**What is expected**:
Repeat exactly, and only, the lines from the one holding "let result = self.backend.count(&self.table).await;" through the last line of the records below.
※
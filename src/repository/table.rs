//! Table-backed CrudRepository implementation.

use std::marker::PhantomData;

use serde::Serialize;
use serde::de::DeserializeOwned;
use serde_json::Value;
use tracing::{debug, error};

use super::{CrudRepository, ID_COLUMN, Operation, RecordId, RepoError, RepoResult};
use crate::backend::{BackendResponse, Columns, Filter, TableBackend, TransportResult};

/// Repository for one remote table.
///
/// Holds a borrowed backend and the table name, both fixed for its lifetime.
/// Records default to schema-less JSON values.
pub struct TableRepository<'a, B, T = Value> {
    backend: &'a B,
    table: String,
    _record: PhantomData<fn() -> T>,
}

impl<'a, B, T> TableRepository<'a, B, T> {
    /// Create a repository for `table`. Performs no I/O.
    pub fn new(backend: &'a B, table: impl Into<String>) -> Self {
        Self {
            backend,
            table: table.into(),
            _record: PhantomData,
        }
    }

    pub fn table(&self) -> &str {
        &self.table
    }

    pub fn backend(&self) -> &'a B {
        self.backend
    }

    /// Split a backend result into data or a logged `RepoError`.
    fn check<D>(
        &self,
        operation: Operation,
        result: TransportResult<BackendResponse<D>>,
    ) -> RepoResult<BackendResponse<D>> {
        let mut response = result.map_err(|e| {
            error!(table = %self.table, %operation, error = %e, "Backend call failed");
            RepoError::Transport(e)
        })?;

        if let Some(body) = response.error.take() {
            error!(
                table = %self.table,
                %operation,
                code = body.code.as_deref().unwrap_or("-"),
                "Error {}: {}",
                operation,
                body.message
            );
            return Err(RepoError::Backend {
                operation,
                message: body.message,
                code: body.code,
            });
        }

        Ok(response)
    }

    fn encode<P: Serialize + ?Sized>(&self, operation: Operation, value: &P) -> RepoResult<Value> {
        serde_json::to_value(value).map_err(|source| {
            error!(table = %self.table, %operation, error = %source, "Failed to encode record");
            RepoError::Codec { operation, source }
        })
    }
}

impl<B, T> TableRepository<'_, B, T>
where
    T: DeserializeOwned,
{
    fn decode(&self, operation: Operation, row: Value) -> RepoResult<T> {
        serde_json::from_value(row).map_err(|source| {
            error!(table = %self.table, %operation, error = %source, "Failed to decode row");
            RepoError::Codec { operation, source }
        })
    }

    fn decode_rows(&self, operation: Operation, rows: Option<Vec<Value>>) -> RepoResult<Vec<T>> {
        rows.unwrap_or_default()
            .into_iter()
            .map(|row| self.decode(operation, row))
            .collect()
    }
}

impl<B, T> CrudRepository<T> for TableRepository<'_, B, T>
where
    B: TableBackend,
    T: Serialize + DeserializeOwned + Send + Sync,
{
    async fn get_all(&self) -> RepoResult<Vec<T>> {
        debug!(table = %self.table, "get_all");
        let result = self.backend.select(&self.table, &Columns::All, None).await;
        let response = self.check(Operation::Fetch, result)?;
        self.decode_rows(Operation::Fetch, response.data)
    }

    async fn get_by_id(&self, id: RecordId) -> RepoResult<Option<T>> {
        debug!(table = %self.table, id, "get_by_id");
        let filter = Filter::eq(ID_COLUMN, id);
        let result = self
            .backend
            .select(&self.table, &Columns::All, Some(&filter))
            .await;
        let response = self.check(Operation::Fetch, result)?;

        match response.data.and_then(|rows| rows.into_iter().next()) {
            Some(row) => self.decode(Operation::Fetch, row).map(Some),
            None => Ok(None),
        }
    }

    async fn get_by_ids(&self, ids: &[RecordId]) -> RepoResult<Vec<T>> {
        debug!(table = %self.table, ?ids, "get_by_ids");
        let filter = Filter::is_in(ID_COLUMN, ids.iter().copied());
        let result = self
            .backend
            .select(&self.table, &Columns::All, Some(&filter))
            .await;
        let response = self.check(Operation::Fetch, result)?;
        self.decode_rows(Operation::Fetch, response.data)
    }

    async fn insert(&self, record: &T) -> RepoResult<()> {
        debug!(table = %self.table, "insert");
        let row = self.encode(Operation::Insert, record)?;
        let result = self.backend.insert(&self.table, row).await;
        self.check(Operation::Insert, result)?;
        Ok(())
    }

    async fn update<P>(&self, id: RecordId, changes: &P) -> RepoResult<()>
    where
        P: Serialize + Sync,
    {
        debug!(table = %self.table, id, "update");
        let changes = self.encode(Operation::Update, changes)?;
        let filter = Filter::eq(ID_COLUMN, id);
        let result = self.backend.update(&self.table, changes, &filter).await;
        self.check(Operation::Update, result)?;
        Ok(())
    }

    async fn delete(&self, id: RecordId) -> RepoResult<()> {
        debug!(table = %self.table, id, "delete");
        let filter = Filter::eq(ID_COLUMN, id);
        let result = self.backend.delete(&self.table, &filter).await;
        self.check(Operation::Delete, result)?;
        Ok(())
    }

    async fn count(&self) -> RepoResult<u64> {
        debug!(table = %self.table, "count");
        let result = self.backend.count(&self.table).await;
        let response = self.check(Operation::Count, result)?;
        Ok(response.count.unwrap_or(0))
    }
}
※
**Response**:
        let result = self.backend.count(&self.table).await;
        let response = self.check(Operation::Count, result)?;
        Ok(response.count.unwrap_or(0))
    }
}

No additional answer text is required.